Locky virus is ransomware threat that encrypts documents, music, video and other information on victims computer using AES encryption. This virus can also encrypt folders on unmapped network shares. It modifies affected files extensions to .locky. After this it demands ransom in bitcoins (0.5 – 2 BTC or approximately $200 – $800) for decryption services. There is no known guaranteed way to decrypt files infected by Locky virus and that is why this blackmail virus is considered very harmful.
UmbreCrypt is a name for recently developed ransomware that targets for media files. After the ransomware finds certain types of files it encrypts them and adds umbrecrypt_ID_youruniqueID extension. After that the threat generates a pop-up window with a message that states the information about the encryption. In the note there are also instructions about the means to retrieve the files.

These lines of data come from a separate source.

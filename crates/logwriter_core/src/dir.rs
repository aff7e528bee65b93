//! Log directory layout.
//!
//! ```text
//! <dir>/
//! ├─ current-<ext>            # Active file, receives appends
//! ├─ time-<ext>               # Rotation marker: decimal UNIX seconds
//! ├─ .current-<ext>.<id>.tmp  # Header staged before it becomes active
//! └─ <formatted time>.<ext>   # Archived files, never written again
//! ```

use std::collections::HashSet;
use std::fs;
use std::io;
use std::path::{Path, PathBuf};
use uuid::Uuid;

/// Prefix of the active file name.
const ACTIVE_PREFIX: &str = "current-";
/// Prefix of the rotation marker name.
const MARKER_PREFIX: &str = "time-";

/// Names the files of one log stream within its directory.
#[derive(Debug, Clone, PartialEq, Eq)]
pub struct LogDir {
    path: PathBuf,
    extension: String,
}

impl LogDir {
    /// Creates a layout for `path` using `extension`.
    #[must_use]
    pub fn new(path: impl Into<PathBuf>, extension: impl Into<String>) -> Self {
        Self {
            path: path.into(),
            extension: extension.into(),
        }
    }

    /// Returns the directory path.
    #[must_use]
    pub fn path(&self) -> &Path {
        &self.path
    }

    /// Returns the file extension.
    #[must_use]
    pub fn extension(&self) -> &str {
        &self.extension
    }

    /// Returns the path of the active file.
    #[must_use]
    pub fn active_path(&self) -> PathBuf {
        self.path.join(format!("{ACTIVE_PREFIX}{}", self.extension))
    }

    /// Returns the path of the rotation marker.
    #[must_use]
    pub fn marker_path(&self) -> PathBuf {
        self.path.join(format!("{MARKER_PREFIX}{}", self.extension))
    }

    /// Returns a fresh hidden path for staging a new active file.
    ///
    /// Staging names end in `.tmp` so they are never listed as archives.
    #[must_use]
    pub fn staging_path(&self) -> PathBuf {
        self.path.join(format!(
            ".{ACTIVE_PREFIX}{}.{}.tmp",
            self.extension,
            Uuid::new_v4().simple()
        ))
    }

    /// Returns the archive path for a formatted timestamp.
    #[must_use]
    pub fn archive_path(&self, stem: &str) -> PathBuf {
        self.path.join(format!("{stem}.{}", self.extension))
    }

    /// Returns the first archive path for `stem` that does not exist yet.
    ///
    /// Falls back to `<stem>-1.<ext>`, `<stem>-2.<ext>`, ... so that two
    /// rotations within one formatted instant never overwrite an archive.
    #[must_use]
    pub fn unused_archive_path(&self, stem: &str) -> PathBuf {
        let first = self.archive_path(stem);
        if !first.exists() {
            return first;
        }
        (1u32..)
            .map(|n| self.archive_path(&format!("{stem}-{n}")))
            .find(|p| !p.exists())
            .unwrap_or(first)
    }

    /// Lists archived file names oldest first.
    ///
    /// Names sort by stem, and a `-N` collision suffix added by
    /// [`unused_archive_path`](Self::unused_archive_path) sorts numerically
    /// right after its base archive. Returns an empty list if the directory does not exist.
    ///
    /// # Errors
    ///
    /// Returns an error if the directory cannot be read.
    pub fn list_archives(&self) -> io::Result<Vec<String>> {
        let entries = match fs::read_dir(&self.path) {
            Ok(entries) => entries,
            Err(e) if e.kind() == io::ErrorKind::NotFound => return Ok(Vec::new()),
            Err(e) => return Err(e),
        };

        let suffix = format!(".{}", self.extension);
        let active = format!("{ACTIVE_PREFIX}{}", self.extension);
        let marker = format!("{MARKER_PREFIX}{}", self.extension);

        let mut names = Vec::new();
        for entry in entries {
            let entry = entry?;
            if !entry.file_type()?.is_file() {
                continue;
            }
            let Ok(name) = entry.file_name().into_string() else {
                continue;
            };
            if name.ends_with(&suffix) && name != active && name != marker {
                names.push(name);
            }
        }
        let stems: HashSet<&str> = names
            .iter()
            .filter_map(|name| name.strip_suffix(suffix.as_str()))
            .collect();
        let mut keyed: Vec<((String, u32), &String)> = names
            .iter()
            .map(|name| (archive_order(name, &suffix, &stems), name))
            .collect();
        keyed.sort();
        Ok(keyed.into_iter().map(|(_, name)| name.clone()).collect())
    }
}

/// Sort key for an archive name: its base stem and collision number.
///
/// A trailing `-N` counts as a collision number only when the base archive
/// is also present, so stems that end in digits keep their own order.
fn archive_order(name: &str, suffix: &str, stems: &HashSet<&str>) -> (String, u32) {
    let stem = name.strip_suffix(suffix).unwrap_or(name);
    if let Some((base, n)) = stem.rsplit_once('-') {
        if !n.is_empty() && n.bytes().all(|b| b.is_ascii_digit()) && stems.contains(base) {
            if let Ok(n) = n.parse() {
                return (base.to_owned(), n);
            }
        }
    }
    (stem.to_owned(), 0)
}

#[cfg(test)]
mod tests {
    use super::*;
    use tempfile::tempdir;

    #[test]
    fn paths_are_correct() {
        let dir = LogDir::new("/var/log/app", "bin");
        assert_eq!(dir.active_path(), PathBuf::from("/var/log/app/current-bin"));
        assert_eq!(dir.marker_path(), PathBuf::from("/var/log/app/time-bin"));
        assert_eq!(
            dir.archive_path("20240101T000000"),
            PathBuf::from("/var/log/app/20240101T000000.bin")
        );
    }

    #[test]
    fn unused_archive_path_skips_existing() {
        let temp = tempdir().unwrap();
        let dir = LogDir::new(temp.path(), "log");

        let first = dir.unused_archive_path("stamp");
        assert_eq!(first, temp.path().join("stamp.log"));
        fs::write(&first, b"x").unwrap();

        let second = dir.unused_archive_path("stamp");
        assert_eq!(second, temp.path().join("stamp-1.log"));
        fs::write(&second, b"x").unwrap();

        assert_eq!(
            dir.unused_archive_path("stamp"),
            temp.path().join("stamp-2.log")
        );
    }

    #[test]
    fn list_archives_excludes_active_and_marker() {
        let temp = tempdir().unwrap();
        let dir = LogDir::new(temp.path(), "log");

        fs::write(dir.active_path(), b"").unwrap();
        fs::write(dir.marker_path(), b"0").unwrap();
        fs::write(dir.archive_path("b"), b"").unwrap();
        fs::write(dir.archive_path("a"), b"").unwrap();
        fs::write(temp.path().join("other.txt"), b"").unwrap();

        assert_eq!(dir.list_archives().unwrap(), vec!["a.log", "b.log"]);
    }

    #[test]
    fn list_archives_of_missing_dir_is_empty() {
        let temp = tempdir().unwrap();
        let dir = LogDir::new(temp.path().join("missing"), "log");
        assert!(dir.list_archives().unwrap().is_empty());
    }

    #[test]
    fn staging_files_are_not_archives() {
        let temp = tempdir().unwrap();
        let dir = LogDir::new(temp.path(), "log");
        let a = dir.staging_path();
        let b = dir.staging_path();
        assert_ne!(a, b);

        fs::write(&a, b"x").unwrap();
        assert!(dir.list_archives().unwrap().is_empty());
    }

    #[test]
    fn collision_suffixes_sort_numerically() {
        let temp = tempdir().unwrap();
        let dir = LogDir::new(temp.path(), "log");

        for _ in 0..11 {
            let path = dir.unused_archive_path("stamp");
            fs::write(path, b"").unwrap();
        }
        fs::write(dir.archive_path("stamq"), b"").unwrap();

        let mut expected = vec!["stamp.log".to_owned()];
        expected.extend((1..=10).map(|n| format!("stamp-{n}.log")));
        expected.push("stamq.log".to_owned());
        assert_eq!(dir.list_archives().unwrap(), expected);
    }

    #[test]
    fn dated_stems_keep_their_order() {
        let temp = tempdir().unwrap();
        let dir = LogDir::new(temp.path(), "log");

        fs::write(dir.archive_path("2024-01-02"), b"").unwrap();
        fs::write(dir.archive_path("2024-01-01"), b"").unwrap();
        fs::write(dir.unused_archive_path("2024-01-01"), b"").unwrap();

        assert_eq!(
            dir.list_archives().unwrap(),
            vec!["2024-01-01.log", "2024-01-01-1.log", "2024-01-02.log"]
        );
    }
}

CryptoJoker is a malware that is named ‘ransomware’ for the basic principle it uses. CryptoJoker aims to frighten a user and make him or her pay money. For this purpose once CryptoJoker gets into the system it inserts executable files into the %Temp% and %AppData% folders. The program processes locate the most useful and valuable for user files and encrypt them. The tasks are also responsible for collecting the information on the user, sending it to the Command&Control server and stopping ‘regedit’ and ’taskmgr’ processes.
CryptInfinite threat is classified as a ransomware that is created with the purpose of pulling money out the victims. One day you may turn on the computer and see a message with a threat appeared out of blue. The text of the message will say that your personal files have been hijacked – they are now encrypted and non operational. CryptInfinite malware uses RSA-2048 key and adds .crinf extension to encrypted files.